Standard Dense Retrieval (Stage 1)

  • Compresses entire document into single vector (768-d)

  • Fast but loses nuance

  • Can’t capture fine-grained matches

Cross-Encoders (Stage 2)

  • Full attention between every query-document token pair

  • Extremely accurate but prohibitively slow

  • Can’t pre-compute (needs query at inference time)

Late Interaction (ColBERT) - The Bridge

  • Stores vector for every token in document

  • Performs interaction after retrieval (“late”)

  • Fast enough for Stage 1, accurate enough for Stage 2

The ColBERT Architecture

Standard Bi-Encoder:
┌─────────┐                    ┌──────────┐
│  Query  │ → BERT → [768-d] → │          │
│         │                    │ Dot Prod │ → Score
│Document │ → BERT → [768-d] → │          │
└─────────┘                    └──────────┘

ColBERT (Late Interaction):
┌─────────┐                    ┌──────────┐
│  Query  │ → BERT → [32 x 128-d] →│      │
│ (32 tok)│                         │MaxSim│ → Score
│Document │ → BERT → [200 x 128-d]→│      │
│(200 tok)│                         └──────┘
└─────────┘

MaxSim Operation:
For each query token, find max similarity with any document token,
then sum across all query tokens.

ColBERT Literature

Paper

Author

Venue

Code

Key Innovation

ColBERT: Efficient and Effective Passage Search via Contextualized Late Interaction over BERT

Khattab & Zaharia

SIGIR 2020

Code

Late Interaction: Retains token-level embeddings and computes MaxSim after retrieval. Captures fine details like cross-encoders but indexable like bi-encoders.
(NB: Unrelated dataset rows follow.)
//! # Migration Options DTO
//!
//! Sheets → SQL Server 移行のData Transfer Object

/// 移行設定
///
/// Data-campoシートの読み取りとSQLスクリプト生成に必要な設定
#[derive(Debug, Clone)]
pub struct MigrationOptions {
    /// 読み取り対象のシート名
    pub sheet_name: String,
    /// 1ファイルあたりのLote数（INSERTスクリプトの分割単位）
    pub lot_batch_size: usize,
    /// 全行に適用する国名
    pub country_name: String,
    /// 国コード
    pub country_code: String,
}

impl MigrationOptions {
    /// 新しい移行設定を作成
    pub fn new(sheet_name: &str, lot_batch_size: usize) -> Self {
        Self {
            sheet_name: sheet_name.to_string(),
            lot_batch_size,
            country_name: "Perú".to_string(),
            country_code: "PE".to_string(),
        }
    }

    /// 読み取り範囲（A1形式）を返す
    ///
    /// データは列A〜Iに収まる
    pub fn data_range(&self) -> String {
        format!("{}!A:I", self.sheet_name)
    }
}

impl Default for MigrationOptions {
    fn default() -> Self {
        Self::new("Data-campo", 500)
    }
}
//! # Hierarchy Builder Service
//!
//! シート行から組織階層を構築するドメインサービス

use std::collections::HashSet;

use crate::domain::entities::hierarchy::{
    truncate_brev, Empresa, FieldRow, Fundo, Hierarchy, Lote, Pais, Sector,
};

/// 階層構築サービス
///
/// 非正規化されたシート行を1パスで走査し、各レベルを重複排除しながら
/// 挿入順を保った階層に組み立てる
pub struct HierarchyBuilder {
    country_name: String,
    country_code: String,
}

impl HierarchyBuilder {
    /// 新しいビルダーを作成
    ///
    /// # Arguments
    ///
    /// * `country_name` - 全行に適用する国名（例: "Perú"）
    /// * `country_code` - 国コード（例: "PE"）
    pub fn new(country_name: &str, country_code: &str) -> Self {
        Self {
            country_name: country_name.to_string(),
            country_code: country_code.to_string(),
        }
    }

    /// データ行（ヘッダーを除く）から階層を構築する
    ///
    /// セルが9個未満の行、および必須名称が欠けている行はスキップされ
    /// 統計情報に計上される
    pub fn build(&self, rows: &[Vec<String>]) -> Hierarchy {
        let mut hierarchy = Hierarchy::default();
        hierarchy.stats.total_rows = rows.len();

        let mut seen_paises: HashSet<String> = HashSet::new();
        let mut seen_empresas: HashSet<String> = HashSet::new();
        let mut seen_fundos: HashSet<(String, String)> = HashSet::new();
        let mut seen_sectores: HashSet<(String, String, String)> = HashSet::new();

        for cells in rows {
            let row = match FieldRow::from_cells(cells) {
                Some(row) => row,
                None => {
                    hierarchy.stats.skipped += 1;
                    continue;
                }
            };

            if !row.has_required_names() {
                hierarchy.stats.skipped += 1;
                continue;
            }

            if seen_paises.insert(self.country_code.clone()) {
                hierarchy.paises.push(Pais {
                    pais: self.country_name.clone(),
                    paisabrev: self.country_code.clone(),
                });
            }

            if seen_empresas.insert(row.empresa_abrev.clone()) {
                hierarchy.empresas.push(Empresa {
                    pais_abrev: self.country_code.clone(),
                    empresa: row.empresa_nombre.clone(),
                    empresabrev: row.empresa_abrev.clone(),
                });
            }

            let fundo_key = (row.empresa_abrev.clone(), row.fundo_abrev.clone());
            if seen_fundos.insert(fundo_key) {
                hierarchy.fundos.push(Fundo {
                    empresa_abrev: row.empresa_abrev.clone(),
                    fundo: row.fundo_nombre.clone(),
                    fundobrev: row.fundo_abrev.clone(),
                });
            }

            let sector_name = row.sector_display_name();
            let sector_key = (
                row.empresa_abrev.clone(),
                row.fundo_abrev.clone(),
                sector_name.clone(),
            );
            if seen_sectores.insert(sector_key) {
                hierarchy.sectores.push(Sector {
                    empresa_abrev: row.empresa_abrev.clone(),
                    fundo_abrev: row.fundo_abrev.clone(),
                    sector: sector_name.clone(),
                    sectorbrev: truncate_brev(&row.sector_nombre),
                });
            }

            // Loteは重複排除しない（処理された行ごとに1件）
            hierarchy.lotes.push(Lote {
                empresa_abrev: row.empresa_abrev.clone(),
                fundo_abrev: row.fundo_abrev.clone(),
                sector: sector_name,
                lote: row.lote_display_name(),
                lotebrev: truncate_brev(&row.lote_nombre),
            });

            hierarchy.stats.processed += 1;
        }

        hierarchy
    }
}
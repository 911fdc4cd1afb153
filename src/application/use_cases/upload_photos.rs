//! # Upload Photos Use Case
//!
//! フォルダ内の写真をLuzSombraバックエンドへアップロードするユースケース

use std::collections::HashMap;
use std::path::Path;
use std::sync::Arc;

use anyhow::{Context, Result};
use log::warn;

use crate::domain::entities::photo::{PhotoJob, UploadSummary};
use crate::domain::repositories::photo_repository::PhotoUploadRepository;
use crate::domain::repositories::photo_source_repository::PhotoSourceRepository;

/// ファイル名からplantIdを解決する
///
/// マッピングにあればそれを優先し、無ければファイル名の
/// 先頭セグメント（最初の `_` まで）を使う。
/// 例: `00805221_2025-12-15.jpg` → `00805221`
pub fn resolve_plant_id(file_name: &str, mapping: Option<&HashMap<String, String>>) -> Option<String> {
    if let Some(mapping) = mapping {
        if let Some(plant_id) = mapping.get(file_name) {
            return Some(plant_id.clone());
        }
    }

    let stem = Path::new(file_name).file_stem()?.to_string_lossy();
    let prefix = stem.split('_').next().unwrap_or_default().trim().to_string();

    if prefix.is_empty() {
        None
    } else {
        Some(prefix)
    }
}

/// 写真アップロードユースケース
///
/// 写真を1枚ずつアップロードし、個別の失敗はログに残して続行する
pub struct UploadPhotosUseCase<S: PhotoSourceRepository, U: PhotoUploadRepository> {
    source_repository: Arc<S>,
    upload_repository: Arc<U>,
}

impl<S: PhotoSourceRepository, U: PhotoUploadRepository> UploadPhotosUseCase<S, U> {
    /// 新しいユースケースを作成
    pub fn new(source_repository: Arc<S>, upload_repository: Arc<U>) -> Self {
        Self {
            source_repository,
            upload_repository,
        }
    }

    /// ディレクトリ内の写真を処理する
    ///
    /// # Arguments
    ///
    /// * `dir` - 写真ディレクトリ
    /// * `mapping_path` - ファイル名 → plantId マッピングJSON（任意）
    /// * `dry_run` - trueの場合はアップロードせず対象のみ表示
    pub async fn execute(
        &self,
        dir: &Path,
        mapping_path: Option<&Path>,
        dry_run: bool,
    ) -> Result<UploadSummary> {
        let mapping = match mapping_path {
            Some(path) => Some(
                self.source_repository
                    .load_mapping(path)
                    .await
                    .with_context(|| format!("Failed to load mapping file: {}", path.display()))?,
            ),
            None => None,
        };

        let photos = self.source_repository.discover_photos(dir).await?;
        println!("✓ Found {} photos in {}", photos.len(), dir.display());

        let mut summary = UploadSummary {
            total: photos.len(),
            ..Default::default()
        };

        for path in photos {
            let file_name = path
                .file_name()
                .map(|n| n.to_string_lossy().to_string())
                .unwrap_or_default();

            let plant_id = match resolve_plant_id(&file_name, mapping.as_ref()) {
                Some(plant_id) => plant_id,
                None => {
                    warn!("Could not resolve plantId for {}, skipping", file_name);
                    summary.failed += 1;
                    continue;
                }
            };

            let job = PhotoJob::new(path, plant_id);

            if dry_run {
                println!("  - Would upload {} (plantId: {})", job.file_name, job.plant_id);
                summary.uploaded += 1;
                continue;
            }

            match self.upload_repository.upload_photo(&job).await {
                Ok(analysis) => {
                    println!(
                        "✓ {} processed (luz: {}%, sombra: {}%)",
                        job.file_name,
                        analysis
                            .light_pct
                            .map(|p| p.to_string())
                            .unwrap_or_else(|| "N/A".to_string()),
                        analysis
                            .shadow_pct
                            .map(|p| p.to_string())
                            .unwrap_or_else(|| "N/A".to_string()),
                    );
                    summary.uploaded += 1;
                }
                Err(e) => {
                    println!("✗ {} failed: {:#}", job.file_name, e);
                    summary.failed += 1;
                }
            }
        }

        Ok(summary)
    }
}
//! Agrosync - LuzSombra Field-Data Automation
//!
//! LuzSombraを支えるフィールドデータ自動化CLI

// coverage_nightly cfg が設定されている場合のみ coverage_attribute を有効化
#![cfg_attr(coverage_nightly, feature(coverage_attribute))]
// バイナリ側ではライブラリ/テスト経由でのみ使われる公開APIがあるため
#![allow(dead_code)]

use anyhow::Result;
use clap::Parser;

// Clean Architecture layers
mod adapter;
mod application;
mod domain;
mod driver;

use driver::{Args, AutomationWorkflow};

#[cfg_attr(coverage_nightly, coverage(off))]
#[tokio::main]
async fn main() -> Result<()> {
    env_logger::init();

    let args = Args::parse();

    AutomationWorkflow::execute(args).await
}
ColBERTv2: Effective and Efficient Retrieval via Lightweight Late Interaction

Santhanam et al.

NAACL 2022

Code

Compression + Denoising: Residual compression reduces index size by 6-10x. Denoised supervision from cross-encoder improves quality. Enables billion-scale retrieval.

Other Multi-Vector Methods

Paper

Author

Venue

Code

Key Innovation

Poly-encoders: Architectures and Pre-training Strategies for Fast and Accurate Multi-sentence Scoring

Humeau et al.

ICLR 2020

Code

Attention over Codes: Learned codes represent the candidate document. Query attends to these codes. Balance of speed/accuracy; versatile for dialogue systems.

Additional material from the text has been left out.